France’s parliament has been urged by a government-tasked commission to “take back control” of the drugs trade by ending the “failure” of prohibition, recommending state-controlled stores as the best way forward, the Telegraph reports.
Two experts for the economic analysis council, or CAE, released a report on Thursday entitled “Cannabis: how to take back control”. The authors wrote that, “The system of prohibition promised by France for the past 50 years has been a failure.”
The report said cannabis could bring up to €2.8 billion (£2.5bn) per year into state coffers and create up to 57,000 jobs.
Part of the revenues could be channeled into “town and educational policies in sensitive urban areas”.
“It’s an issue that is evolving fast with lots of return on experience as all countries who legalise cannabis do so in different ways,” said Pierre -Yves Geoffard, one of the co-authors. “The advantage of not being the first off the block is you can learn from others’ mistakes.”
Within hours of the report’s release, some 70 public figures, including the number two of President Emmanuel Macron’s ruling LREM party, published a petition in Nouvel Obs magazine calling for legalisation in the name of “pragmatism”. Seven MPs from LREM also backed a proposed bill to legalise cannabis by creating a public monopoly on production and distribution of the drug.

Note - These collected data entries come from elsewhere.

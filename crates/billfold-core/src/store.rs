//! Receipt image storage
//!
//! Raw uploads are written to disk before extraction is attempted, so
//! the original evidence survives a failed extraction. Images orphaned
//! by failed extractions are kept; cleanup is out of scope.

use std::path::PathBuf;
use std::sync::atomic::{AtomicU64, Ordering};

use sha2::{Digest, Sha256};
use tracing::debug;

use crate::error::Result;

/// Monotonic suffix so two uploads in the same millisecond cannot collide
static UPLOAD_SEQ: AtomicU64 = AtomicU64::new(0);

/// A receipt image persisted to the upload directory
#[derive(Debug, Clone)]
pub struct StoredReceipt {
    /// Stable location reference recorded on the eventual expense row
    pub path: String,
    /// SHA-256 of the image bytes, hex encoded
    pub content_hash: String,
}

/// Filesystem store for uploaded receipt images
#[derive(Debug, Clone)]
pub struct ReceiptStore {
    dir: PathBuf,
}

impl ReceiptStore {
    pub fn new(dir: impl Into<PathBuf>) -> Self {
        Self { dir: dir.into() }
    }

    /// Persist raw image bytes under a uniquely named file
    ///
    /// The filename is a UTC timestamp plus the sanitized original name;
    /// sanitizing strips anything that could traverse out of the upload
    /// directory.
    pub fn save(&self, original_name: &str, bytes: &[u8]) -> Result<StoredReceipt> {
        if !self.dir.exists() {
            std::fs::create_dir_all(&self.dir)?;
        }

        let seq = UPLOAD_SEQ.fetch_add(1, Ordering::SeqCst);
        let timestamp = chrono::Utc::now().format("%Y%m%d_%H%M%S%3f");
        let filename = format!("{}_{}_{}", timestamp, seq, sanitize_filename(original_name));
        let path = self.dir.join(&filename);

        std::fs::write(&path, bytes)?;

        let content_hash = hex::encode(Sha256::digest(bytes));
        debug!(path = %path.display(), hash = %content_hash, "Stored receipt image");

        Ok(StoredReceipt {
            path: path.to_string_lossy().to_string(),
            content_hash,
        })
    }
}

/// Reduce an untrusted filename to a safe basename
///
/// Keeps alphanumerics, dots, dashes and underscores; everything else
/// (path separators included) becomes an underscore. A name with no
/// usable characters falls back to "receipt".
fn sanitize_filename(name: &str) -> String {
    let cleaned: String = name
        .chars()
        .map(|c| {
            if c.is_ascii_alphanumeric() || matches!(c, '.' | '-' | '_') {
                c
            } else {
                '_'
            }
        })
        .collect();

    let trimmed = cleaned.trim_matches(|c| c == '.' || c == '_');
    if trimmed.is_empty() {
        "receipt".to_string()
    } else {
        trimmed.to_string()
    }
}

#[cfg(test)]
mod tests {
    use super::*;

    #[test]
    fn test_sanitize_filename_strips_traversal() {
        assert_eq!(sanitize_filename("../../etc/passwd"), "etc_passwd");
        assert_eq!(sanitize_filename("..\\evil.jpg"), "evil.jpg");
        assert_eq!(sanitize_filename("my receipt (1).jpg"), "my_receipt__1_.jpg");
        assert_eq!(sanitize_filename("receipt.jpg"), "receipt.jpg");
    }

    #[test]
    fn test_sanitize_filename_empty_fallback() {
        assert_eq!(sanitize_filename(""), "receipt");
        assert_eq!(sanitize_filename("///"), "receipt");
    }

    #[test]
    fn test_save_writes_unique_files() {
        let dir = tempfile::tempdir().unwrap();
        let store = ReceiptStore::new(dir.path());

        let first = store.save("bill.jpg", b"one").unwrap();
        let second = store.save("bill.jpg", b"two").unwrap();

        assert_ne!(first.path, second.path);
        assert_eq!(std::fs::read(&first.path).unwrap(), b"one");
        assert_eq!(std::fs::read(&second.path).unwrap(), b"two");
    }

    #[test]
    fn test_save_records_content_hash() {
        let dir = tempfile::tempdir().unwrap();
        let store = ReceiptStore::new(dir.path());

        let stored = store.save("bill.jpg", b"image-bytes").unwrap();
        assert_eq!(stored.content_hash, hex::encode(Sha256::digest(b"image-bytes")));
    }
}
//! API request handlers
//!
//! Organized by concern:
//! - `auth` - registration and login
//! - `profile` - onboarding and budget profile lookup
//! - `dashboard` - budget-vs-spend reconciliation
//! - `expenses` - receipt upload and ledger listing

mod auth;
mod dashboard;
mod expenses;
mod profile;

pub use auth::{login, register};
pub use dashboard::get_dashboard;
pub use expenses::{list_expenses, upload_receipt};
pub use profile::{get_profile, onboard};

use std::sync::Arc;

use axum::{extract::State, Json};
use serde::Serialize;

use billfold_core::extract::ExtractorBackend;

use crate::{AppError, AppState};

/// Response for the /api/health endpoint
#[derive(Serialize)]
pub struct HealthResponse {
    pub status: &'static str,
    pub extractor_host: String,
    pub extractor_model: String,
    pub extractor_healthy: bool,
}

/// GET /api/health - database and extraction backend status
pub async fn health(
    State(state): State<Arc<AppState>>,
) -> Result<Json<HealthResponse>, AppError> {
    // A pool checkout proves the database is reachable
    state.db.conn().map_err(AppError::from)?;

    Ok(Json(HealthResponse {
        status: "ok",
        extractor_host: state.extractor.host().to_string(),
        extractor_model: state.extractor.model().to_string(),
        extractor_healthy: state.extractor.health_check().await,
    }))
}
//! Mock backend for testing
//!
//! Returns a canned answer for every extraction call, or a forced
//! failure. Useful for unit tests and development without a running
//! vision model.

use async_trait::async_trait;

use crate::error::{Error, ExtractionFailureKind, Result};

use super::ExtractorBackend;

/// Mock extraction backend
#[derive(Clone)]
pub struct MockExtractor {
    response: String,
    fail: bool,
    /// Whether health_check should return true
    pub healthy: bool,
}

impl Default for MockExtractor {
    fn default() -> Self {
        Self::new()
    }
}

impl MockExtractor {
    /// Create a mock that answers with a well-formed, fenced payload
    pub fn new() -> Self {
        Self {
            response: "```json\n{\"amount\": 12.34, \"category\": \"Food\", \"description\": \"Mock Grocer\"}\n```"
                .to_string(),
            fail: false,
            healthy: true,
        }
    }

    /// Create a mock that answers with the given text
    pub fn with_response(response: &str) -> Self {
        Self {
            response: response.to_string(),
            fail: false,
            healthy: true,
        }
    }

    /// Create a mock whose extract call always fails as transient
    pub fn failing() -> Self {
        Self {
            response: String::new(),
            fail: true,
            healthy: false,
        }
    }
}

#[async_trait]
impl ExtractorBackend for MockExtractor {
    async fn extract(&self, _image_bytes: &[u8], _mime_type: &str) -> Result<String> {
        if self.fail {
            return Err(Error::ExtractionFailed {
                kind: ExtractionFailureKind::Transient,
                message: "mock extraction failure".to_string(),
            });
        }
        Ok(self.response.clone())
    }

    async fn health_check(&self) -> bool {
        self.healthy
    }

    fn model(&self) -> &str {
        "mock"
    }

    fn host(&self) -> &str {
        "mock://localhost"
    }
}
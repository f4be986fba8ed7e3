//! Billfold CLI - Receipt-to-ledger budget tracker
//!
//! Usage:
//!   billfold init                 Initialize database
//!   billfold serve --port 3000    Start web server
//!   billfold status               Show database status

mod cli;
mod commands;

#[cfg(test)]
mod tests;

use anyhow::Result;
use clap::Parser;
use tracing_subscriber::{fmt, prelude::*, EnvFilter};

use cli::*;

#[tokio::main]
async fn main() -> Result<()> {
    let cli = Cli::parse();

    // Set up logging
    // Priority: RUST_LOG env var > --verbose flag > default (info)
    let filter = if std::env::var("RUST_LOG").is_ok() {
        EnvFilter::from_default_env()
    } else if cli.verbose {
        EnvFilter::new("debug")
    } else {
        EnvFilter::new("info")
    };

    tracing_subscriber::registry()
        .with(filter)
        .with(fmt::layer().with_target(false).compact())
        .init();

    match cli.command {
        Commands::Init => commands::cmd_init(&cli.db),
        Commands::Serve {
            port,
            host,
            uploads_dir,
            static_dir,
        } => {
            commands::cmd_serve(&cli.db, &host, port, &uploads_dir, static_dir.as_deref()).await
        }
        Commands::Status => commands::cmd_status(&cli.db),
    }
}
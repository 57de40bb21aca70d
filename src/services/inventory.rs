use async_trait::async_trait;
use std::collections::HashMap;
use thiserror::Error;

use crate::models::{Card, UserInventory, UserProfile};
use crate::services::appwrite::AppwriteError;

/// Errors that abort loading inventories
#[derive(Debug, Error)]
pub enum InventoryError {
    #[error("Inventory backend unavailable: {0}")]
    Unavailable(String),

    #[error(transparent)]
    Appwrite(#[from] AppwriteError),
}

/// Source of user profiles and card listings
#[async_trait]
pub trait InventoryProvider: Send + Sync {
    /// Profile for a user, `None` if the user has none
    async fn user_profile(&self, user_id: &str) -> Result<Option<UserProfile>, InventoryError>;

    /// Every card (trade and want) listed by a user
    async fn user_cards(&self, user_id: &str) -> Result<Vec<Card>, InventoryError>;

    /// Every other user with their profile and cards
    async fn other_users_with_cards(&self, excluding_user_id: &str) -> Result<Vec<UserInventory>, InventoryError>;

    /// Profile and cards of one user
    async fn user_inventory(&self, user_id: &str) -> Result<UserInventory, InventoryError> {
        let profile = self.user_profile(user_id).await?;
        let cards = self.user_cards(user_id).await?;

        Ok(UserInventory {
            user_id: user_id.to_string(),
            profile,
            cards,
        })
    }
}

/// Fixed inventory held in process memory
#[derive(Debug, Default)]
pub struct InMemoryInventory {
    users: HashMap<String, UserInventory>,
}

impl InMemoryInventory {
    pub fn with_users(users: impl IntoIterator<Item = UserInventory>) -> Self {
        let users = users
            .into_iter()
            .map(|inventory| (inventory.user_id.clone(), inventory))
            .collect();

        Self { users }
    }
}

#[async_trait]
impl InventoryProvider for InMemoryInventory {
    async fn user_profile(&self, user_id: &str) -> Result<Option<UserProfile>, InventoryError> {
        Ok(self.users.get(user_id).and_then(|u| u.profile.clone()))
    }

    async fn user_cards(&self, user_id: &str) -> Result<Vec<Card>, InventoryError> {
        Ok(self.users.get(user_id).map(|u| u.cards.clone()).unwrap_or_default())
    }

    async fn other_users_with_cards(&self, excluding_user_id: &str) -> Result<Vec<UserInventory>, InventoryError> {
        let mut others: Vec<UserInventory> = self
            .users
            .values()
            .filter(|u| u.user_id != excluding_user_id)
            .cloned()
            .collect();

        // HashMap order is random; keep runs reproducible
        others.sort_by(|a, b| a.user_id.cmp(&b.user_id));
        Ok(others)
    }
}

While government spokeswoman Sibeth Ndiaye said “(its) position is not to go towards legalisation of cannabis”, Richard Ferrand, the parliamentary speaker from LREM, said a debate would follow.
Public opinion in France is divided, with the latest poll suggesting that 54% remain against the idea of full legalisation. There is, however, wide support for therapeutic use, which the French scientific committee CSST says would benefit up to a million patients.
The CSST has advised the government to “experiment” with legal medicinal cannabis for two years, something parliament is expected to rubberstamp next year.
Last year, the French government closed a legal loophole which had allowed coffee shops to sell low-strength cannabis products. French law allows the sale of the drug containing less than 0.2% of the psychoactive THC (tetrahydrocannabinol).